• Task description: Nothing in the records may be changed; reproduce all of them.

--*--

//! Core domain types and error definitions for recivo.
//!
//! This crate provides the fundamental types shared across the recivo
//! service:
//!
//! - [`ExtractionError`] — Error type for image and vision operations
//! - [`ReceiptFields`] — Structured fields extracted from a receipt
//! - [`ExtractionResult`] — The endpoint's response entity
//!
//! # Example
//!
//! ```rust
//! use recivo_core::{ExtractionResult, ReceiptFields};
//!
//! let ok = ExtractionResult::Success(ReceiptFields {
//!     merchant: Some("GS25".to_string()),
//!     amount: Some(4500.0),
//!     date: Some("2025-11-03".to_string()),
//!     category: Some("meal".to_string()),
//!     ..Default::default()
//! });
//! assert!(!ok.is_error());
//!
//! let bad = ExtractionResult::error("unreadable image");
//! assert!(bad.is_error());
//! ```

use serde::{Deserialize, Deserializer, Serialize};
use serde_json::Value;
use thiserror::Error;

/// Errors that can occur while processing an uploaded receipt.
#[derive(Error, Debug)]
pub enum ExtractionError {
    /// The upload stream could not be fully read.
    #[error("upload could not be read: {0}")]
    Upload(String),

    /// The upload could not be decoded or resized as an image.
    #[error("image could not be processed: {0}")]
    Image(String),

    /// The vision API request itself failed (transport, auth, API error).
    #[error("vision request failed: {0}")]
    Vision(String),

    /// The vision model replied with something that is not a valid
    /// extraction mapping.
    #[error("failed to parse extraction output: {0}")]
    Parse(String),

    /// A worker task running part of the pipeline failed.
    #[error("worker task failed: {0}")]
    Internal(String),
}

impl From<serde_json::Error> for ExtractionError {
    fn from(err: serde_json::Error) -> Self {
        ExtractionError::Parse(err.to_string())
    }
}

/// Structured fields extracted from a receipt image.
///
/// The wire names (`extractedMerchant`, ...) match what the rest of the
/// expense system already consumes. Fields the model could not read are
/// `null`; any extra keys the analysis service returns are preserved in
/// [`ReceiptFields::extra`].
#[derive(Debug, Clone, Default, PartialEq, Serialize, Deserialize)]
pub struct ReceiptFields {
    /// Merchant / store name as printed on the receipt.
    #[serde(rename = "extractedMerchant", default)]
    pub merchant: Option<String>,
    /// Total amount. Models occasionally return this as a string
    /// ("12,500" or "$12.50"), so parsing is lenient.
    #[serde(rename = "extractedAmount", default, deserialize_with = "lenient_amount")]
    pub amount: Option<f64>,
    /// Purchase date, as the model printed it (usually YYYY-MM-DD).
    #[serde(rename = "extractedDate", default)]
    pub date: Option<String>,
    /// Expense category guessed by the model.
    #[serde(rename = "extractedCategory", default)]
    pub category: Option<String>,
    /// Model-reported confidence in [0, 1], when available.
    #[serde(default, skip_serializing_if = "Option::is_none")]
    pub confidence: Option<f64>,
    /// Any other fields the analysis service returned, passed through.
    #[serde(flatten)]
    pub extra: serde_json::Map<String, Value>,
}

/// Accepts a number, a numeric string (currency symbols and thousands
/// separators stripped), or null. Unparsable strings become `None` rather
/// than failing the whole extraction.
fn lenient_amount<'de, D>(deserializer: D) -> Result<Option<f64>, D::Error>
where
    D: Deserializer<'de>,
{
    let value = Option::<Value>::deserialize(deserializer)?;
    Ok(match value {
        None | Some(Value::Null) => None,
        Some(Value::Number(n)) => n.as_f64(),
        Some(Value::String(s)) => {
            let cleaned: String = s
                .chars()
                .filter(|c| c.is_ascii_digit() || *c == '.' || *c == '-')
                .collect();
            cleaned.parse::<f64>().ok()
        }
        Some(_) => None,
    })
}

/// The extraction endpoint's response entity.
///
/// Exactly one of two shapes: a success mapping with the `extracted*`
/// fields, or `{"error": "..."}` and nothing else. The two-variant enum
/// makes a mixed response unrepresentable.
#[derive(Debug, Clone, PartialEq, Serialize)]
#[serde(untagged)]
pub enum ExtractionResult {
    /// Business-level failure, reported to the caller via the body.
    Failure {
        /// Human-readable description of what went wrong.
        error: String,
    },
    /// Successful extraction.
    Success(ReceiptFields),
}

impl ExtractionResult {
    /// Builds an error-shaped result.
    pub fn error(message: impl Into<String>) -> Self {
        ExtractionResult::Failure { error: message.into() }
    }

    /// True when this result carries an `error` field.
    pub fn is_error(&self) -> bool {
        matches!(self, ExtractionResult::Failure { .. })
    }

    /// Interprets a raw JSON mapping from the analysis service.
    ///
    /// A mapping containing an `error` key is an error-shaped result no
    /// matter what else it contains; anything else must parse as
    /// [`ReceiptFields`]. Non-object values are a parse failure.
    pub fn from_value(value: Value) -> Result<Self, ExtractionError> {
        match value {
            Value::Object(map) => {
                if let Some(err) = map.get("error") {
                    let message = match err {
                        Value::String(s) => s.clone(),
                        other => other.to_string(),
                    };
                    return Ok(ExtractionResult::Failure { error: message });
                }
                let fields: ReceiptFields = serde_json::from_value(Value::Object(map))?;
                Ok(ExtractionResult::Success(fields))
            }
            other => Err(ExtractionError::Parse(format!(
                "expected a JSON object, got: {}",
                other
            ))),
        }
    }
}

--*--

• Response to this task:
//! Core domain types and error definitions for recivo.
//!
//! This crate provides the fundamental types shared across the recivo
//! service:
//!
//! - [`ExtractionError`] — Error type for image and vision operations
//! - [`ReceiptFields`] — Structured fields extracted from a receipt
//! - [`ExtractionResult`] — The endpoint's response entity
//!
//! # Example
//!
//! ```rust
//! use recivo_core::{ExtractionResult, ReceiptFields};
//!
//! let ok = ExtractionResult::Success(ReceiptFields {
//!     merchant: Some("GS25".to_string()),
//!     amount: Some(4500.0),
//!     date: Some("2025-11-03".to_string()),
//!     category: Some("meal".to_string()),
//!     ..Default::default()
//! });
//! assert!(!ok.is_error());
//!
//! let bad = ExtractionResult::error("unreadable image");
//! assert!(bad.is_error());
//! ```

use serde::{Deserialize, Deserializer, Serialize};
use serde_json::Value;
use thiserror::Error;

/// Errors that can occur while processing an uploaded receipt.
#[derive(Error, Debug)]
pub enum ExtractionError {
    /// The upload stream could not be fully read.
    #[error("upload could not be read: {0}")]
    Upload(String),

    /// The upload could not be decoded or resized as an image.
    #[error("image could not be processed: {0}")]
    Image(String),

    /// The vision API request itself failed (transport, auth, API error).
    #[error("vision request failed: {0}")]
    Vision(String),

    /// The vision model replied with something that is not a valid
    /// extraction mapping.
    #[error("failed to parse extraction output: {0}")]
    Parse(String),

    /// A worker task running part of the pipeline failed.
    #[error("worker task failed: {0}")]
    Internal(String),
}

impl From<serde_json::Error> for ExtractionError {
    fn from(err: serde_json::Error) -> Self {
        ExtractionError::Parse(err.to_string())
    }
}

/// Structured fields extracted from a receipt image.
///
/// The wire names (`extractedMerchant`, ...) match what the rest of the
/// expense system already consumes. Fields the model could not read are
/// `null`; any extra keys the analysis service returns are preserved in
/// [`ReceiptFields::extra`].
#[derive(Debug, Clone, Default, PartialEq, Serialize, Deserialize)]
pub struct ReceiptFields {
    /// Merchant / store name as printed on the receipt.
    #[serde(rename = "extractedMerchant", default)]
    pub merchant: Option<String>,
    /// Total amount. Models occasionally return this as a string
    /// ("12,500" or "$12.50"), so parsing is lenient.
    #[serde(rename = "extractedAmount", default, deserialize_with = "lenient_amount")]
    pub amount: Option<f64>,
    /// Purchase date, as the model printed it (usually YYYY-MM-DD).
    #[serde(rename = "extractedDate", default)]
    pub date: Option<String>,
    /// Expense category guessed by the model.
    #[serde(rename = "extractedCategory", default)]
    pub category: Option<String>,
    /// Model-reported confidence in [0, 1], when available.
    #[serde(default, skip_serializing_if = "Option::is_none")]
    pub confidence: Option<f64>,
    /// Any other fields the analysis service returned, passed through.
    #[serde(flatten)]
    pub extra: serde_json::Map<String, Value>,
}

/// Accepts a number, a numeric string (currency symbols and thousands
/// separators stripped), or null. Unparsable strings become `None` rather
/// than failing the whole extraction.
fn lenient_amount<'de, D>(deserializer: D) -> Result<Option<f64>, D::Error>
where
    D: Deserializer<'de>,
{
    let value = Option::<Value>::deserialize(deserializer)?;
    Ok(match value {
        None | Some(Value::Null) => None,
        Some(Value::Number(n)) => n.as_f64(),
        Some(Value::String(s)) => {
            let cleaned: String = s
                .chars()
                .filter(|c| c.is_ascii_digit() || *c == '.' || *c == '-')
                .collect();
            cleaned.parse::<f64>().ok()
        }
        Some(_) => None,
    })
}

/// The extraction endpoint's response entity.
///
/// Exactly one of two shapes: a success mapping with the `extracted*`
/// fields, or `{"error": "..."}` and nothing else. The two-variant enum
/// makes a mixed response unrepresentable.
#[derive(Debug, Clone, PartialEq, Serialize)]
#[serde(untagged)]
pub enum ExtractionResult {
    /// Business-level failure, reported to the caller via the body.
    Failure {
        /// Human-readable description of what went wrong.
        error: String,
    },
    /// Successful extraction.
    Success(ReceiptFields),
}

impl ExtractionResult {
    /// Builds an error-shaped result.
    pub fn error(message: impl Into<String>) -> Self {
        ExtractionResult::Failure { error: message.into() }
    }

    /// True when this result carries an `error` field.
    pub fn is_error(&self) -> bool {
        matches!(self, ExtractionResult::Failure { .. })
    }

    /// Interprets a raw JSON mapping from the analysis service.
    ///
    /// A mapping containing an `error` key is an error-shaped result no
    /// matter what else it contains; anything else must parse as
    /// [`ReceiptFields`]. Non-object values are a parse failure.
    pub fn from_value(value: Value) -> Result<Self, ExtractionError> {
        match value {
            Value::Object(map) => {
                if let Some(err) = map.get("error") {
                    let message = match err {
                        Value::String(s) => s.clone(),
                        other => other.to_string(),
                    };
                    return Ok(ExtractionResult::Failure { error: message });
                }
                let fields: ReceiptFields = serde_json::from_value(Value::Object(map))?;
                Ok(ExtractionResult::Success(fields))
            }
            other => Err(ExtractionError::Parse(format!(
                "expected a JSON object, got: {}",
                other
            ))),
        }
    }
}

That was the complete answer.